### RECORD EXCERPTS
******

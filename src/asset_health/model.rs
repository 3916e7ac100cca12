//! Efficiency, power and emissions model for a centrifugal pump.
//!
//! # Degradation curve
//!
//! Efficiency holds at the design value up to 0.15 in/s RMS, then falls by
//! 0.4 per in/s RMS with a floor of 0.40:
//!
//! ```text
//! efficiency = max(0.40, base - (v - 0.15) * 0.4)   for v > 0.15
//! efficiency = base                                  otherwise
//! ```
//!
//! Power scales inversely with efficiency (pump affinity at constant duty):
//! `actual_kw = ideal_kw * base / efficiency`. Anything above the ideal draw is
//! waste, converted to emissions with the grid factor.

use super::{
    classify, fmea_table, spectral_buckets, HealthError, Vibration, DEGRADATION_ONSET_RMS,
    DEGRADATION_SLOPE, EFFICIENCY_FLOOR,
};
use crate::config::{defaults::HOURS_PER_YEAR, PhysicsConfig};
use crate::types::{Evaluation, FaultClassification, FmeaTable, PowerWaste, SpectralBuckets};

/// Stateless asset health model parameterised by the plant's physics constants.
#[derive(Debug, Clone, Copy, PartialEq)]
pub struct AssetHealthModel {
    physics: PhysicsConfig,
}

impl Default for AssetHealthModel {
    fn default() -> Self {
        Self::new(PhysicsConfig::default())
    }
}

impl AssetHealthModel {
    pub fn new(physics: PhysicsConfig) -> Self {
        Self { physics }
    }

    /// Build from the global configuration.
    pub fn from_config() -> Self {
        Self::new(crate::config::get().physics)
    }

    pub fn physics(&self) -> &PhysicsConfig {
        &self.physics
    }

    /// Classification and its dominant frequency label.
    pub fn classify(&self, vibration: Vibration) -> (FaultClassification, &'static str) {
        let classification = classify(vibration);
        (classification, classification.dominant_frequency())
    }

    /// Pump efficiency at the given vibration level.
    ///
    /// Always within `[0.40, base_efficiency]`.
    pub fn estimate_efficiency(&self, vibration: Vibration) -> f64 {
        let base = self.physics.base_efficiency;
        let v = vibration.rms();
        if v > DEGRADATION_ONSET_RMS {
            (base - (v - DEGRADATION_ONSET_RMS) * DEGRADATION_SLOPE).max(EFFICIENCY_FLOOR)
        } else {
            base
        }
    }

    /// Power draw and excess emissions at the given efficiency.
    ///
    /// # Errors
    ///
    /// `InvalidInput` if `efficiency` is not a positive finite number. Values
    /// from [`estimate_efficiency`](Self::estimate_efficiency) always pass.
    pub fn estimate_power_waste(&self, efficiency: f64) -> Result<PowerWaste, HealthError> {
        if !efficiency.is_finite() || efficiency <= 0.0 {
            return Err(HealthError::InvalidInput {
                field: "efficiency",
                value: efficiency,
                reason: "must be > 0",
            });
        }

        let p = &self.physics;
        let actual_power_kw = p.ideal_power_kw * (p.base_efficiency / efficiency);
        let excess_kw = (actual_power_kw - p.ideal_power_kw).max(0.0);

        Ok(PowerWaste {
            actual_power_kw,
            excess_kw,
            excess_co2_lbs_per_hour: excess_kw * p.co2_lbs_per_kwh,
        })
    }

    /// Annual cost (USD) of the excess energy behind a carbon waste rate.
    ///
    /// Non-positive rates cost nothing.
    pub fn annual_waste_cost(&self, carbon_waste_lbs_per_hr: f64) -> f64 {
        let p = &self.physics;
        let excess_kw = if carbon_waste_lbs_per_hr > 0.0 {
            carbon_waste_lbs_per_hr / p.co2_lbs_per_kwh
        } else {
            0.0
        };
        excess_kw * p.energy_rate_usd_per_kwh * HOURS_PER_YEAR
    }

    pub fn fmea_table(&self, vibration: Vibration) -> FmeaTable {
        fmea_table(vibration)
    }

    pub fn spectral_buckets(&self, vibration: Vibration) -> SpectralBuckets {
        spectral_buckets(vibration)
    }

    /// Full evaluation of a validated reading.
    pub fn evaluate_reading(&self, vibration: Vibration) -> Evaluation {
        let (classification, dominant_freq) = self.classify(vibration);
        let efficiency = self.estimate_efficiency(vibration);
        // Efficiency is floored at 0.40, so this cannot fail
        let power = self
            .estimate_power_waste(efficiency)
            .unwrap_or(PowerWaste {
                actual_power_kw: self.physics.ideal_power_kw,
                excess_kw: 0.0,
                excess_co2_lbs_per_hour: 0.0,
            });

        tracing::trace!(
            vibration = vibration.rms(),
            classification = %classification,
            efficiency = efficiency,
            actual_power_kw = power.actual_power_kw,
            "Evaluated vibration reading"
        );

        Evaluation {
            vibration: vibration.rms(),
            classification,
            dominant_freq,
            efficiency,
            actual_power_kw: power.actual_power_kw,
            excess_co2_lbs_per_hour: power.excess_co2_lbs_per_hour,
            fmea_table: fmea_table(vibration),
            spectral_buckets: spectral_buckets(vibration),
        }
    }

    /// Validate a raw reading and evaluate it.
    ///
    /// # Errors
    ///
    /// `InvalidInput` for negative or non-finite readings.
    pub fn evaluate(&self, vibration: f64) -> Result<Evaluation, HealthError> {
        Ok(self.evaluate_reading(Vibration::new(vibration)?))
    }
}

******

The whole listing above should be output again exactly.

filename src/asset_health/model.rs
repository 3916e7ac100cca12
//! Efficiency, power and emissions model for a centrifugal pump.
//!
//! # Degradation curve
//!
//! Efficiency holds at the design value up to 0.15 in/s RMS, then falls by
//! 0.4 per in/s RMS with a floor of 0.40:
//!
//! ```text
//! efficiency = max(0.40, base - (v - 0.15) * 0.4)   for v > 0.15
//! efficiency = base                                  otherwise
//! ```
//!
//! Power scales inversely with efficiency (pump affinity at constant duty):
//! `actual_kw = ideal_kw * base / efficiency`. Anything above the ideal draw is
//! waste, converted to emissions with the grid factor.

use super::{
    classify, fmea_table, spectral_buckets, HealthError, Vibration, DEGRADATION_ONSET_RMS,
    DEGRADATION_SLOPE, EFFICIENCY_FLOOR,
};
use crate::config::{defaults::HOURS_PER_YEAR, PhysicsConfig};
use crate::types::{Evaluation, FaultClassification, FmeaTable, PowerWaste, SpectralBuckets};

/// Stateless asset health model parameterised by the plant's physics constants.
#[derive(Debug, Clone, Copy, PartialEq)]
pub struct AssetHealthModel {
    physics: PhysicsConfig,
}

impl Default for AssetHealthModel {
    fn default() -> Self {
        Self::new(PhysicsConfig::default())
    }
}

impl AssetHealthModel {
    pub fn new(physics: PhysicsConfig) -> Self {
        Self { physics }
    }

    /// Build from the global configuration.
    pub fn from_config() -> Self {
        Self::new(crate::config::get().physics)
    }

    pub fn physics(&self) -> &PhysicsConfig {
        &self.physics
    }

    /// Classification and its dominant frequency label.
    pub fn classify(&self, vibration: Vibration) -> (FaultClassification, &'static str) {
        let classification = classify(vibration);
        (classification, classification.dominant_frequency())
    }

    /// Pump efficiency at the given vibration level.
    ///
    /// Always within `[0.40, base_efficiency]`.
    pub fn estimate_efficiency(&self, vibration: Vibration) -> f64 {
        let base = self.physics.base_efficiency;
        let v = vibration.rms();
        if v > DEGRADATION_ONSET_RMS {
            (base - (v - DEGRADATION_ONSET_RMS) * DEGRADATION_SLOPE).max(EFFICIENCY_FLOOR)
        } else {
            base
        }
    }

    /// Power draw and excess emissions at the given efficiency.
    ///
    /// # Errors
    ///
    /// `InvalidInput` if `efficiency` is not a positive finite number. Values
    /// from [`estimate_efficiency`](Self::estimate_efficiency) always pass.
    pub fn estimate_power_waste(&self, efficiency: f64) -> Result<PowerWaste, HealthError> {
        if !efficiency.is_finite() || efficiency <= 0.0 {
            return Err(HealthError::InvalidInput {
                field: "efficiency",
                value: efficiency,
                reason: "must be > 0",
            });
        }

        let p = &self.physics;
        let actual_power_kw = p.ideal_power_kw * (p.base_efficiency / efficiency);
        let excess_kw = (actual_power_kw - p.ideal_power_kw).max(0.0);

        Ok(PowerWaste {
            actual_power_kw,
            excess_kw,
            excess_co2_lbs_per_hour: excess_kw * p.co2_lbs_per_kwh,
        })
    }

    /// Annual cost (USD) of the excess energy behind a carbon waste rate.
    ///
    /// Non-positive rates cost nothing.
    pub fn annual_waste_cost(&self, carbon_waste_lbs_per_hr: f64) -> f64 {
        let p = &self.physics;
        let excess_kw = if carbon_waste_lbs_per_hr > 0.0 {
            carbon_waste_lbs_per_hr / p.co2_lbs_per_kwh
        } else {
            0.0
        };
        excess_kw * p.energy_rate_usd_per_kwh * HOURS_PER_YEAR
    }

    pub fn fmea_table(&self, vibration: Vibration) -> FmeaTable {
        fmea_table(vibration)
    }

    pub fn spectral_buckets(&self, vibration: Vibration) -> SpectralBuckets {
        spectral_buckets(vibration)
    }

    /// Full evaluation of a validated reading.
    pub fn evaluate_reading(&self, vibration: Vibration) -> Evaluation {
        let (classification, dominant_freq) = self.classify(vibration);
        let efficiency = self.estimate_efficiency(vibration);
        // Efficiency is floored at 0.40, so this cannot fail
        let power = self
            .estimate_power_waste(efficiency)
            .unwrap_or(PowerWaste {
                actual_power_kw: self.physics.ideal_power_kw,
                excess_kw: 0.0,
                excess_co2_lbs_per_hour: 0.0,
            });

        tracing::trace!(
            vibration = vibration.rms(),
            classification = %classification,
            efficiency = efficiency,
            actual_power_kw = power.actual_power_kw,
            "Evaluated vibration reading"
        );

        Evaluation {
            vibration: vibration.rms(),
            classification,
            dominant_freq,
            efficiency,
            actual_power_kw: power.actual_power_kw,
            excess_co2_lbs_per_hour: power.excess_co2_lbs_per_hour,
            fmea_table: fmea_table(vibration),
            spectral_buckets: spectral_buckets(vibration),
        }
    }

    /// Validate a raw reading and evaluate it.
    ///
    /// # Errors
    ///
    /// `InvalidInput` for negative or non-finite readings.
    pub fn evaluate(&self, vibration: f64) -> Result<Evaluation, HealthError> {
        Ok(self.evaluate_reading(Vibration::new(vibration)?))
    }
}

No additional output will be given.